Hello from Scotland! I am here amongst moving boxes in our new apartment (or ‘flat’ as the locals would have us believe it is called). My month in Tokyo feels like it was all a dream as I go through the process of settling into yet another new country. Despite the cold, sleet, and wind of the past few days, I’m already completely in love with this city. It seems to fit my aesthetic preferences perfectly (the whisky doesn’t hurt, either).

After having all of our belongings in storage for several months, I am happy to finally be reunited with my artwork. As I find my daily paintings and confirm their condition, I’m slowly re-listing them in my Etsy shop. It will be nice to be set up for business again, to be able to pay some attention to my collectors instead of my travel schedule. It has probably been 4 months since I put out a newsletter – better add that to the to-do list.

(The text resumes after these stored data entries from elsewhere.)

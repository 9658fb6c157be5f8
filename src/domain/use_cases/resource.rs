use std::{marker::PhantomData, sync::Arc};

use serde::de::DeserializeOwned;
use serde_json::Value;
use tracing::instrument;

use crate::{
    cache::TagCache,
    entities::{
        envelope::Envelope,
        resource::{ChangeKind, Editable, InvalidationPolicy, ListQuery, Resource, ResourceChanged, Viewable},
        session::RequestContext,
    },
    errors::DashboardError,
    http::{ApiMethod, ApiRequest, ApiTransport},
};

/// Data access for one resource collection on the remote API.
///
/// Reads are cached under the resource tag. Mutations need an access token, then
/// invalidate the tag according to the configured policy and publish a change event.
pub struct ResourceHandler<E, T>
where
    T: ApiTransport,
{
    transport: Arc<T>,
    cache: Arc<TagCache>,
    policy: InvalidationPolicy,
    auth_scheme: Option<String>,
    _resource: PhantomData<fn() -> E>,
}

impl<E, T> Clone for ResourceHandler<E, T>
where
    T: ApiTransport,
{
    fn clone(&self) -> Self {
        ResourceHandler {
            transport: self.transport.clone(),
            cache: self.cache.clone(),
            policy: self.policy,
            auth_scheme: self.auth_scheme.clone(),
            _resource: PhantomData,
        }
    }
}

impl<E, T> ResourceHandler<E, T>
where
    E: Resource,
    T: ApiTransport,
{
    pub fn new(
        transport: Arc<T>,
        cache: Arc<TagCache>,
        policy: InvalidationPolicy,
        auth_scheme: Option<String>,
    ) -> Self {
        ResourceHandler { transport, cache, policy, auth_scheme, _resource: PhantomData }
    }

    pub fn cache(&self) -> &Arc<TagCache> {
        &self.cache
    }

    fn item_path(id: &str) -> String {
        format!("{}/{}", E::KIND.collection_path(), urlencoding::encode(id))
    }

    /// Fetches the collection. A `success:false` envelope is returned, not raised.
    #[instrument(skip(self), fields(kind = %E::KIND))]
    pub async fn list_all(&self, query: &ListQuery) -> Result<Envelope<Vec<E>>, DashboardError> {
        let request = ApiRequest::get(E::KIND.collection_path()).query(query.pairs());
        self.read(request).await
    }

    #[instrument(skip(self), fields(kind = %E::KIND))]
    pub async fn get_by_id(&self, id: &str) -> Result<Envelope<E>, DashboardError>
    where
        E: Viewable,
    {
        self.read(ApiRequest::get(Self::item_path(id))).await
    }

    #[instrument(skip(self, ctx, payload), fields(kind = %E::KIND))]
    pub async fn create(&self, ctx: &RequestContext, payload: &E::Payload) -> Result<Envelope<Value>, DashboardError>
    where
        E: Editable,
    {
        let body = serde_json::to_value(payload)?;
        let request = ApiRequest::new(ApiMethod::Post, E::KIND.collection_path()).json(body);
        self.mutate(ctx, request, None, ChangeKind::Created).await
    }

    #[instrument(skip(self, ctx, payload), fields(kind = %E::KIND))]
    pub async fn update_by_id(
        &self,
        ctx: &RequestContext,
        id: &str,
        payload: &E::Payload,
    ) -> Result<Envelope<Value>, DashboardError>
    where
        E: Editable,
    {
        let body = serde_json::to_value(payload)?;
        let request = ApiRequest::new(ApiMethod::Patch, Self::item_path(id)).json(body);
        self.mutate(ctx, request, Some(id), ChangeKind::Updated).await
    }

    #[instrument(skip(self, ctx), fields(kind = %E::KIND))]
    pub async fn delete_by_id(&self, ctx: &RequestContext, id: &str) -> Result<Envelope<Value>, DashboardError> {
        let request = ApiRequest::new(ApiMethod::Delete, Self::item_path(id));
        self.mutate(ctx, request, Some(id), ChangeKind::Deleted).await
    }

    async fn read<D>(&self, request: ApiRequest) -> Result<Envelope<D>, DashboardError>
    where
        D: DeserializeOwned,
    {
        let key = request.cache_key();
        if let Some(cached) = self.cache.get(&key) {
            tracing::debug!(%key, "Serving cached read");
            return Ok(serde_json::from_value(cached)?);
        }

        let generation = self.cache.generation(E::KIND.tag());
        let raw: Value = self.transport.send(request).await?.json()?;
        let envelope: Envelope<D> = serde_json::from_value(raw.clone())?;
        if envelope.success {
            self.cache.insert_if_current(key, E::KIND.tag(), generation, raw);
        }
        Ok(envelope)
    }

    async fn mutate(
        &self,
        ctx: &RequestContext,
        request: ApiRequest,
        id: Option<&str>,
        change: ChangeKind,
    ) -> Result<Envelope<Value>, DashboardError> {
        let token = ctx.require_token()?;
        let request = request.authorization(token.header_value(self.auth_scheme.as_deref()));

        let response = self.transport.send(request).await?;
        let envelope: Result<Envelope<Value>, DashboardError> = response.json();
        let succeeded = envelope.as_ref().is_ok_and(|e| e.success);

        if self.policy.should_invalidate(succeeded) {
            self.cache.invalidate(E::KIND.tag());
            self.cache.notify(ResourceChanged {
                kind: E::KIND,
                id: id.map(str::to_string),
                change,
            });
        }

        if !succeeded {
            tracing::warn!(kind = %E::KIND, status = response.status, "Mutation was not successful");
        }
        envelope
    }
}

These days I am also continuing work on my series inspired by Tokyo. I’m having fun playing with ideas and images in my sketchbook and in small mixed-media pieces as I decide on a direction for the larger works. I enjoy having this daily connection to my time in Tokyo. I’m really hoping to return to Japan sometime soon. But first, I’m looking forward to getting to know Edinburgh a little better.